PROBLEM STATEMENT
Go line by line through the data and copy those with the word "SetStatus".

RECORDS FOR THIS TASK
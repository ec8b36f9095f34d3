//! B2B message builders.
//!
//! Every builder follows the same shape: allocate a pool buffer for
//! header + body, store the header with a handle, fill the body, wrap the
//! packet in a UI frame and either run a request/response exchange through
//! the [`Correlator`] or transmit it directly.
//!
//! Request/response builders never return errors. A timeout or a local
//! failure is reported the same way as a failed exchange (`GenErr`,
//! `None` or `false`), which is what callers act on.

use std::sync::Arc;
use std::time::Duration;

use crate::buffer_pool::{PacketBuf, PacketPool};
use crate::codec::{
    GetStatus, ParamReply, ParamResponse, ParamStatus, SetStatus, TimeSet, GET_REQ_BODY_SIZE,
    SET_REQ_BASE_SIZE, TIME_BODY_SIZE,
};
use crate::correlator::Correlator;
use crate::error::{B2bError, Result};
use crate::protocol::{
    store_u16, HdlcFrame, MessageType, PacketHeader, B2B_HDLC_ADDR, HEADER_SIZE, NW_HDLC_ADDR,
};

/// Default retries after the first attempt.
pub const DEFAULT_RETRIES: u8 = 1;

/// Default wait per attempt.
pub const DEFAULT_TIMEOUT: Duration = Duration::from_millis(500);

/// Wait per attempt for identity requests.
pub const IDENTITY_TIMEOUT: Duration = Duration::from_millis(5000);

/// Sends B2B messages to the peer board.
///
/// Cheap to clone; all clones share one correlator, so their
/// request/response exchanges are serialized. A request holds its packet
/// buffer while it waits for the exchange; once the pool is used up,
/// further requests fail locally instead of queuing.
#[derive(Clone)]
pub struct Messenger {
    correlator: Arc<Correlator>,
    pool: PacketPool,
    retries: u8,
    timeout: Duration,
    identity_timeout: Duration,
}

impl Messenger {
    /// Create a messenger with default retry and timeout settings.
    pub fn new(correlator: Arc<Correlator>) -> Self {
        Self {
            pool: correlator.pool().clone(),
            correlator,
            retries: DEFAULT_RETRIES,
            timeout: DEFAULT_TIMEOUT,
            identity_timeout: IDENTITY_TIMEOUT,
        }
    }

    /// Set the number of retries after the first attempt.
    pub fn with_retries(mut self, retries: u8) -> Self {
        self.retries = retries;
        self
    }

    /// Set the wait per attempt.
    pub fn with_timeout(mut self, timeout: Duration) -> Self {
        self.timeout = timeout;
        self
    }

    /// Set the wait per attempt for identity requests.
    pub fn with_identity_timeout(mut self, timeout: Duration) -> Self {
        self.identity_timeout = timeout;
        self
    }

    /// The correlator this messenger sends through.
    pub fn correlator(&self) -> &Arc<Correlator> {
        &self.correlator
    }

    /// Retries after the first attempt.
    pub fn retries(&self) -> u8 {
        self.retries
    }

    /// Wait per attempt.
    pub fn timeout(&self) -> Duration {
        self.timeout
    }

    // Request/response builders

    /// Read one reading from the peer into `buf`.
    ///
    /// On success `len` is the number of value bytes stored.
    pub async fn get_parameter(&self, reading_type: u16, buf: &mut [u8]) -> ParamReply<GetStatus> {
        tracing::debug!("B2B send get param req {}", reading_type);

        let resp = self
            .request(
                MessageType::GetReq,
                MessageType::GetResp,
                self.timeout,
                GET_REQ_BODY_SIZE,
                |body| store_u16(body, reading_type),
            )
            .await;

        param_reply(resp, reading_type, buf)
    }

    /// Write one reading on the peer.
    ///
    /// `value` carries the new value in and, on success, the value the peer
    /// accepted out.
    pub async fn set_parameter(&self, reading_type: u16, value: &mut [u8]) -> ParamReply<SetStatus> {
        tracing::debug!("B2B send set param req {}", reading_type);

        let resp = {
            let new_value: &[u8] = value;
            self.request(
                MessageType::SetReq,
                MessageType::SetResp,
                self.timeout,
                SET_REQ_BASE_SIZE + new_value.len(),
                |body| {
                    store_u16(body, reading_type);
                    body[SET_REQ_BASE_SIZE..].copy_from_slice(new_value);
                },
            )
            .await
        };

        param_reply(resp, reading_type, value)
    }

    /// Fetch the peer's identity blob into `buf`.
    ///
    /// Returns the number of bytes stored, or `None` if there was no
    /// response or it does not fit in `buf`.
    pub async fn identity(&self, buf: &mut [u8]) -> Option<usize> {
        tracing::debug!("B2B send ident req");

        let resp = self
            .request(
                MessageType::IdentReq,
                MessageType::IdentResp,
                self.identity_timeout,
                0,
                |_| {},
            )
            .await;

        let resp = completed(resp)?;
        if resp.len() > buf.len() {
            tracing::warn!(
                "B2B identity of {} bytes does not fit in {}",
                resp.len(),
                buf.len()
            );
            return None;
        }
        buf[..resp.len()].copy_from_slice(&resp);
        Some(resp.len())
    }

    /// Request the peer's time.
    pub async fn request_time(&self) -> Option<TimeSet> {
        tracing::debug!("B2B send time req");

        let resp = self
            .request(
                MessageType::TimeReq,
                MessageType::TimeResp,
                self.timeout,
                0,
                |_| {},
            )
            .await;

        let resp = completed(resp)?;
        let time = TimeSet::decode(&resp);
        if time.is_none() {
            tracing::warn!("B2B time response too short: {} bytes", resp.len());
        }
        time
    }

    /// Check that the peer is alive.
    pub async fn echo(&self) -> bool {
        tracing::debug!("B2B send echo req");

        let resp = self
            .request(
                MessageType::EchoReq,
                MessageType::EchoResp,
                self.timeout,
                0,
                |_| {},
            )
            .await;

        completed(resp).is_some()
    }

    // Fire-and-forget builders

    /// Ask the peer to reset.
    pub async fn send_reset(&self) -> Result<()> {
        tracing::debug!("B2B send reset");
        self.send_empty(MessageType::Reset).await
    }

    /// Ask the peer to decommission.
    pub async fn send_decommission(&self) -> Result<()> {
        tracing::debug!("B2B send decom");
        self.send_empty(MessageType::Decom).await
    }

    /// Ask the peer to refresh its network state.
    pub async fn send_refresh_network(&self) -> Result<()> {
        tracing::debug!("B2B send refresh network req");
        self.send_empty(MessageType::RefreshNwReq).await
    }

    /// Relay network-layer bytes to the peer untouched.
    ///
    /// Sent on the network tunnel address, not the B2B address.
    pub async fn send_gateway_traffic(&self, payload: &[u8]) -> Result<()> {
        tracing::debug!("B2B send gateway traffic, {} bytes", payload.len());

        let handle = self.correlator.next_handle();
        let packet = self.build(MessageType::BasicGateway, handle, payload.len(), |body| {
            body.copy_from_slice(payload)
        })?;
        self.correlator
            .transmit(&HdlcFrame::ui(NW_HDLC_ADDR, &packet))
            .await
    }

    /// Broadcast the local time.
    pub async fn send_time_sync(&self, time: &TimeSet) -> Result<()> {
        tracing::debug!("B2B send time sync");

        let handle = self.correlator.next_handle();
        self.send_packet(MessageType::TimeSync, handle, TIME_BODY_SIZE, |body| {
            time.encode_into(body)
        })
        .await
    }

    // Reply builders

    /// Answer a time request.
    pub async fn send_time_resp(&self, handle: u16, time: &TimeSet) -> Result<()> {
        tracing::debug!("B2B send time resp");
        self.send_packet(MessageType::TimeResp, handle, TIME_BODY_SIZE, |body| {
            time.encode_into(body)
        })
        .await
    }

    /// Answer a get request.
    pub async fn send_get_resp(
        &self,
        status: GetStatus,
        handle: u16,
        reading_type: u16,
        value: &[u8],
    ) -> Result<()> {
        tracing::debug!("B2B send get param resp");
        self.send_param_resp(MessageType::GetResp, status, handle, reading_type, value)
            .await
    }

    /// Answer a set request.
    pub async fn send_set_resp(
        &self,
        status: SetStatus,
        handle: u16,
        reading_type: u16,
        value: &[u8],
    ) -> Result<()> {
        tracing::debug!("B2B send set param resp");
        self.send_param_resp(MessageType::SetResp, status, handle, reading_type, value)
            .await
    }

    /// Answer an echo request.
    pub async fn send_echo_resp(&self, handle: u16) -> Result<()> {
        tracing::debug!("B2B send echo resp");
        self.send_packet(MessageType::EchoResp, handle, 0, |_| {}).await
    }

    async fn send_param_resp<S: ParamStatus>(
        &self,
        kind: MessageType,
        status: S,
        handle: u16,
        reading_type: u16,
        value: &[u8],
    ) -> Result<()> {
        let resp = ParamResponse {
            status: status.as_u8(),
            reading_type,
            value,
        };
        self.send_packet(kind, handle, resp.encoded_len(), |body| {
            resp.encode_into(body)
        })
        .await
    }

    async fn send_empty(&self, kind: MessageType) -> Result<()> {
        let handle = self.correlator.next_handle();
        self.send_packet(kind, handle, 0, |_| {}).await
    }

    async fn send_packet<F>(&self, kind: MessageType, handle: u16, body_len: usize, fill: F) -> Result<()>
    where
        F: FnOnce(&mut [u8]),
    {
        let packet = self.build(kind, handle, body_len, fill)?;
        self.correlator
            .transmit(&HdlcFrame::ui(B2B_HDLC_ADDR, &packet))
            .await
    }

    async fn request<F>(
        &self,
        kind: MessageType,
        expected: MessageType,
        timeout: Duration,
        body_len: usize,
        fill: F,
    ) -> Result<Option<PacketBuf>>
    where
        F: FnOnce(&mut [u8]),
    {
        let handle = self.correlator.next_handle();
        let packet = self.build(kind, handle, body_len, fill)?;

        self.correlator
            .send_request(
                &HdlcFrame::ui(B2B_HDLC_ADDR, &packet),
                self.retries,
                timeout,
                expected,
                handle,
            )
            .await
    }

    /// Allocate a packet and store its header; `fill` writes the body.
    fn build<F>(&self, kind: MessageType, handle: u16, body_len: usize, fill: F) -> Result<PacketBuf>
    where
        F: FnOnce(&mut [u8]),
    {
        let len = HEADER_SIZE + body_len;
        let length = u16::try_from(len).map_err(|_| B2bError::PacketTooLarge {
            len,
            max: usize::from(u16::MAX),
        })?;

        let mut packet = self.pool.alloc(len)?;
        PacketHeader::new(kind, length, handle).encode_into(&mut packet);
        fill(&mut packet[HEADER_SIZE..]);
        Ok(packet)
    }
}

/// Unwrap a finished exchange, logging local failures.
fn completed(resp: Result<Option<PacketBuf>>) -> Option<PacketBuf> {
    match resp {
        Ok(Some(resp)) => Some(resp),
        Ok(None) => None,
        Err(e) => {
            tracing::error!("B2B request failed: {}", e);
            None
        }
    }
}

fn param_reply<S: ParamStatus>(
    resp: Result<Option<PacketBuf>>,
    reading_type: u16,
    out: &mut [u8],
) -> ParamReply<S> {
    let Some(resp) = completed(resp) else {
        return ParamReply::failed();
    };

    match ParamResponse::decode(&resp) {
        Some(parsed) => parsed.copy_value(reading_type, out),
        None => {
            tracing::warn!("B2B parameter response too short: {} bytes", resp.len());
            ParamReply::failed()
        }
    }
}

WORKED SOLUTION
    GetStatus, ParamReply, ParamResponse, ParamStatus, SetStatus, TimeSet, GET_REQ_BODY_SIZE,
    pub async fn set_parameter(&self, reading_type: u16, value: &mut [u8]) -> ParamReply<SetStatus> {
        status: SetStatus,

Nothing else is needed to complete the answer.